En un momento, mi amiga se volvió hacia mí e hizo un gesto, como si estuviera demasiado débil para hablar. Me estaba pidiendo ayuda para levantarse de su posición reclinada. Ella me dió indicaciones  sobre los pasos para llevar a cabo esta dolorosa tarea: las piernas debían moverse primero, luego el cuerpo giraba, luego el torso se levantaba suave y cuidadosamente, luego los pies bajaban al suelo. De esta manera, después de un proceso que a una persona sana le hubiera tomado unos segundos pero a nosotros nos llevó varios minutos, finalmente estuvo sentada en su cama frente a mí.

Ella exhaló un profundo suspiro y dijo: «Hoy es mejor».

Ella me miró a los ojos y me llamó la atención la vitalidad de su mirada. Vi vida, resistencia e identidad. ¡Aquí estaba la persona que había conocido todos estos años! Aunque el cuerpo se había reducido hasta quedar irreconocible, los ojos seguían siendo los mismos; ella todavía era ella misma.

«Sé quién soy», dijo, «Sé quién eres tú», continuó pensativamente. “No sé qué día de la semana o del mes es. Creo que se la estación del año. Pero ayer…»

Se interrumpió aquí y me dio a entender que ayer ella no sabía ninguno de estos hechos ordinarios, incluido quién era ella. 

No tenía dudas del dolor que estaba experimentando mi amiga. El sonido de sus gemidos se podía escuchar en toda la casa todos los días y era un testimonio de su sufrimiento. Tampoco cabía duda del dolor emocional que implicaba el que ella supiera que muy pronto se alejaría de sus seres queridos. Pero hasta ese momento yo no había considerado el dolor de la desorientación, de perder el contacto con las formas cotidianas que damos por sentado. Qué reconfortante es saber nuestro nombre a primera hora al levantarnos cada mañana, saber con certeza las identidades de quienes nos rodean, saber la fecha, mes y año, y saber el número de nuestro departamento, la calle, ciudad y país donde vivimos. Estas innumerables formas nos otorgan una identidad crucial para nuestro funcionamiento diario y, sin embargo, todas están en préstamo temporal. Una por una, deben ser devueltas a medida que nos acercamos al punto de la muerte. De hecho, su pérdida es en sí misma una muerte tanto como la pérdida de nuestro cuerpo físico.

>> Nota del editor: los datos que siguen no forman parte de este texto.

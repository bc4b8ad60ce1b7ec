//! Mapping of requested zoom levels onto the raster's pyramid.
//!
//! The request table is built once when the provider opens by walking zoom
//! levels upward until the finest pyramid level is reached. Requests deeper
//! than the table are served from the finest level by zooming into the
//! sub-quadrant of an ancestor tile.

use tracing::debug;

use crate::raster::PyramidLevel;
use crate::window::SamplingWindow;

/// Per-tile pixel size a level may have while still matching a zoom level,
/// relative to the output tile size.
pub const LEVEL_TOLERANCE: f64 = 1.5;

const MAX_TABLE_DEPTH: u32 = 32;

/// Result of resolving one tile request against the pyramid.
#[derive(Debug, Clone, Copy, PartialEq)]
pub struct ResolvedLevel {
    pub physical_level: usize,
    pub oversampled: bool,
    /// Tile actually read from the pyramid, as `(x, y, z)`.
    pub parent: (u64, u64, u32),
    /// Fraction of the parent tile covered by the requested tile.
    pub sub_quadrant: SamplingWindow,
    /// Magnification of the requested tile relative to its parent.
    pub scale: f64,
}

#[derive(Debug, Clone, PartialEq, Eq)]
pub struct LevelResolver {
    request_levels: Vec<usize>,
}

impl LevelResolver {
    /// Build the `requestLevels` table.
    ///
    /// # Arguments
    /// * `levels` - Pyramid levels ordered finest (index 0) to coarsest
    /// * `tile_size` - Output tile edge in pixels
    #[must_use]
    pub fn build(levels: &[PyramidLevel], tile_size: usize) -> Self {
        let limit = tile_size.max(1) as f64 * LEVEL_TOLERANCE;
        let mut request_levels = Vec::new();

        if levels.is_empty() {
            return Self { request_levels: vec![0] };
        }

        for z in 0..=MAX_TABLE_DEPTH {
            let tiles = (1u64 << z) as f64;
            // scan coarsest to finest, keeping the finest level that still fits
            let mut chosen = levels.len() - 1;
            for level in levels.iter().rev() {
                if level.max_dimension() as f64 / tiles <= limit {
                    chosen = level.index;
                } else {
                    break;
                }
            }
            request_levels.push(chosen);
            if chosen == 0 {
                break;
            }
        }

        debug!(levels = ?request_levels, tile_size, "built request level table");
        Self { request_levels }
    }

    /// Deepest zoom served without oversampling.
    #[must_use]
    pub fn max_native_zoom(&self) -> u32 {
        self.request_levels.len().saturating_sub(1) as u32
    }

    #[must_use]
    pub fn request_levels(&self) -> &[usize] {
        &self.request_levels
    }

    /// Resolve tile `(x, y, z)` to a physical level and sampling sub-window.
    #[must_use]
    pub fn resolve(&self, x: u64, y: u64, z: u32) -> ResolvedLevel {
        let max_zoom = self.max_native_zoom();
        if z <= max_zoom {
            return ResolvedLevel {
                physical_level: self.request_levels[z as usize],
                oversampled: false,
                parent: (x, y, z),
                sub_quadrant: SamplingWindow::FULL,
                scale: 1.0,
            };
        }

        let dz = z - max_zoom;
        let parent_x = x.checked_shr(dz).unwrap_or(0);
        let parent_y = y.checked_shr(dz).unwrap_or(0);
        let scale = 2f64.powi(dz as i32);
        let offset_x = (x - parent_x.checked_shl(dz).unwrap_or(0)) as f64;
        let offset_y = (y - parent_y.checked_shl(dz).unwrap_or(0)) as f64;

        ResolvedLevel {
            physical_level: self.request_levels[max_zoom as usize],
            oversampled: true,
            parent: (parent_x, parent_y, max_zoom),
            sub_quadrant: SamplingWindow::new(
                offset_x / scale,
                offset_y / scale,
                (offset_x + 1.0) / scale,
                (offset_y + 1.0) / scale,
            ),
            scale,
        }
    }
}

Presionar firmemente la mano de mi amiga y mirarla con amor fue todo lo que pude ofrecer en respuesta. Ella apretó mi mano a cambio y me devolvió la mirada. Seguimos mirándonos hasta que una ola de cansancio extendió un manto sobre su vitalidad, obligándola a recostarse y descansar.

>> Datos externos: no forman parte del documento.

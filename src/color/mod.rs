//! Colors, CSS color strings and piecewise color ramps.

pub mod named;
pub mod ramp;
pub mod space;

pub use ramp::{ColorRamp, RampKind, Segment};
pub use space::InterpolationMode;

/// Straight-alpha color with channels in `0.0..=1.0`.
#[derive(Debug, Clone, Copy, PartialEq)]
pub struct Rgba {
    pub r: f64,
    pub g: f64,
    pub b: f64,
    pub a: f64,
}

impl Rgba {
    pub const TRANSPARENT: Rgba = Rgba::new(0.0, 0.0, 0.0, 0.0);
    pub const BLACK: Rgba = Rgba::new(0.0, 0.0, 0.0, 1.0);
    pub const WHITE: Rgba = Rgba::new(1.0, 1.0, 1.0, 1.0);

    #[must_use]
    pub const fn new(r: f64, g: f64, b: f64, a: f64) -> Self {
        Self { r, g, b, a }
    }

    #[must_use]
    pub fn from_bytes(r: u8, g: u8, b: u8, a: u8) -> Self {
        Self::new(
            f64::from(r) / 255.0,
            f64::from(g) / 255.0,
            f64::from(b) / 255.0,
            f64::from(a) / 255.0,
        )
    }

    /// Channels as bytes, rounding `v * 255`.
    #[must_use]
    pub fn to_bytes(&self) -> [u8; 4] {
        [
            unit_to_byte(self.r),
            unit_to_byte(self.g),
            unit_to_byte(self.b),
            unit_to_byte(self.a),
        ]
    }

    #[must_use]
    pub fn to_array(&self) -> [f64; 4] {
        [self.r, self.g, self.b, self.a]
    }

    /// Parse a CSS color string.
    ///
    /// Accepts named colors, `transparent`, `#rgb`, `#rgba`, `#rrggbb`,
    /// `#rrggbbaa`, `rgb()`/`rgba()` and `hsl()`/`hsla()`.
    pub fn parse(input: &str) -> Result<Self, String> {
        let text = input.trim().to_ascii_lowercase();
        if let Some(hex) = text.strip_prefix('#') {
            return parse_hex(hex).ok_or_else(|| format!("invalid hex color '{input}'"));
        }
        if let Some((name, args)) = text.split_once('(') {
            let args = args
                .strip_suffix(')')
                .ok_or_else(|| format!("unterminated color function '{input}'"))?;
            return parse_function(name.trim(), args).ok_or_else(|| format!("invalid color '{input}'"));
        }
        named::lookup(&text).ok_or_else(|| format!("unknown color name '{input}'"))
    }
}

#[inline]
#[must_use]
pub fn unit_to_byte(v: f64) -> u8 {
    if v.is_nan() {
        return 0;
    }
    (v * 255.0).round().clamp(0.0, 255.0) as u8
}

fn parse_hex(hex: &str) -> Option<Rgba> {
    let digit = |i: usize| u8::from_str_radix(hex.get(i..=i)?, 16).ok();
    let pair = |i: usize| u8::from_str_radix(hex.get(i..i + 2)?, 16).ok();
    match hex.len() {
        3 | 4 => {
            let r = digit(0)? * 17;
            let g = digit(1)? * 17;
            let b = digit(2)? * 17;
            let a = if hex.len() == 4 { digit(3)? * 17 } else { 255 };
            Some(Rgba::from_bytes(r, g, b, a))
        }
        6 | 8 => {
            let a = if hex.len() == 8 { pair(6)? } else { 255 };
            Some(Rgba::from_bytes(pair(0)?, pair(2)?, pair(4)?, a))
        }
        _ => None,
    }
}

fn parse_function(name: &str, args: &str) -> Option<Rgba> {
    let parts: Vec<&str> = args
        .split(|c: char| c == ',' || c == '/' || c.is_whitespace())
        .filter(|s| !s.is_empty())
        .collect();
    if parts.len() != 3 && parts.len() != 4 {
        return None;
    }
    let alpha = match parts.get(3) {
        Some(a) => parse_unit(a, 1.0)?,
        None => 1.0,
    };
    match name {
        "rgb" | "rgba" => Some(Rgba::new(
            parse_unit(parts[0], 255.0)?,
            parse_unit(parts[1], 255.0)?,
            parse_unit(parts[2], 255.0)?,
            alpha,
        )),
        "hsl" | "hsla" => {
            let h: f64 = parts[0].trim_end_matches("deg").parse().ok()?;
            let s = parse_unit(parts[1], 1.0)?;
            let l = parse_unit(parts[2], 1.0)?;
            let (r, g, b) = space::hsl_to_rgb(h, s, l);
            Some(Rgba::new(r, g, b, alpha))
        }
        _ => None,
    }
}

/// Parse a number or percentage into `0..=1`, dividing plain numbers by `scale`.
fn parse_unit(text: &str, scale: f64) -> Option<f64> {
    let value = if let Some(pct) = text.strip_suffix('%') {
        pct.parse::<f64>().ok()? / 100.0
    } else {
        text.parse::<f64>().ok()? / scale
    };
    Some(value.clamp(0.0, 1.0))
}

#[cfg(test)]
mod tests {
    use super::*;

    const EPS: f64 = 1e-9;

    fn approx_color(a: Rgba, b: Rgba) -> bool {
        (a.r - b.r).abs() < EPS && (a.g - b.g).abs() < EPS && (a.b - b.b).abs() < EPS && (a.a - b.a).abs() < EPS
    }

    #[test]
    fn test_parse_named() {
        assert_eq!(Rgba::parse("black").unwrap(), Rgba::BLACK);
        assert_eq!(Rgba::parse(" White ").unwrap(), Rgba::WHITE);
        assert_eq!(Rgba::parse("transparent").unwrap(), Rgba::TRANSPARENT);
        assert!(Rgba::parse("notacolor").is_err());
    }

    #[test]
    fn test_parse_hex_forms() {
        assert_eq!(Rgba::parse("#f00").unwrap().to_bytes(), [255, 0, 0, 255]);
        assert_eq!(Rgba::parse("#00ff0080").unwrap().to_bytes(), [0, 255, 0, 128]);
        assert_eq!(Rgba::parse("#1a2b3c").unwrap().to_bytes(), [26, 43, 60, 255]);
        assert_eq!(Rgba::parse("#0000").unwrap().to_bytes(), [0, 0, 0, 0]);
        assert!(Rgba::parse("#12345").is_err());
        assert!(Rgba::parse("#gg0000").is_err());
    }

    #[test]
    fn test_parse_functions() {
        assert_eq!(Rgba::parse("rgb(255, 128, 0)").unwrap().to_bytes(), [255, 128, 0, 255]);
        assert_eq!(Rgba::parse("rgba(0,0,255,0.5)").unwrap().to_bytes(), [0, 0, 255, 128]);
        assert_eq!(Rgba::parse("rgb(100% 0% 0% / 25%)").unwrap().to_bytes(), [255, 0, 0, 64]);
        assert!(approx_color(Rgba::parse("hsl(120, 100%, 50%)").unwrap(), Rgba::new(0.0, 1.0, 0.0, 1.0)));
        assert!(Rgba::parse("rgb(1, 2)").is_err());
        assert!(Rgba::parse("cmyk(1, 2, 3, 4)").is_err());
        assert!(Rgba::parse("rgb(1, 2, 3").is_err());
    }

    #[test]
    fn test_to_bytes_rounds_and_clamps() {
        assert_eq!(Rgba::new(0.5, 1.2, -0.1, f64::NAN).to_bytes(), [128, 255, 0, 0]);
    }
}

Este sería nuestro último intercambio. Su declive continuaría de manera constante hasta que, unos días después, nos despertaron a todos por la noche y corrimos a su habitación para presenciar su último aliento. Cuando llegué a su lado, llegué para ayudarla, a consolarla, a darle todo lo que pudiera y, aun así, yo fui el que resultó beneficiado. La mirada vital de mi amiga mirando a través de un cuerpo esquelético ahora quedaría grabada en mi memoria, junto con la verdad invaluable que contenía:

La muerte no es el fin de la vida; es el fin de la forma.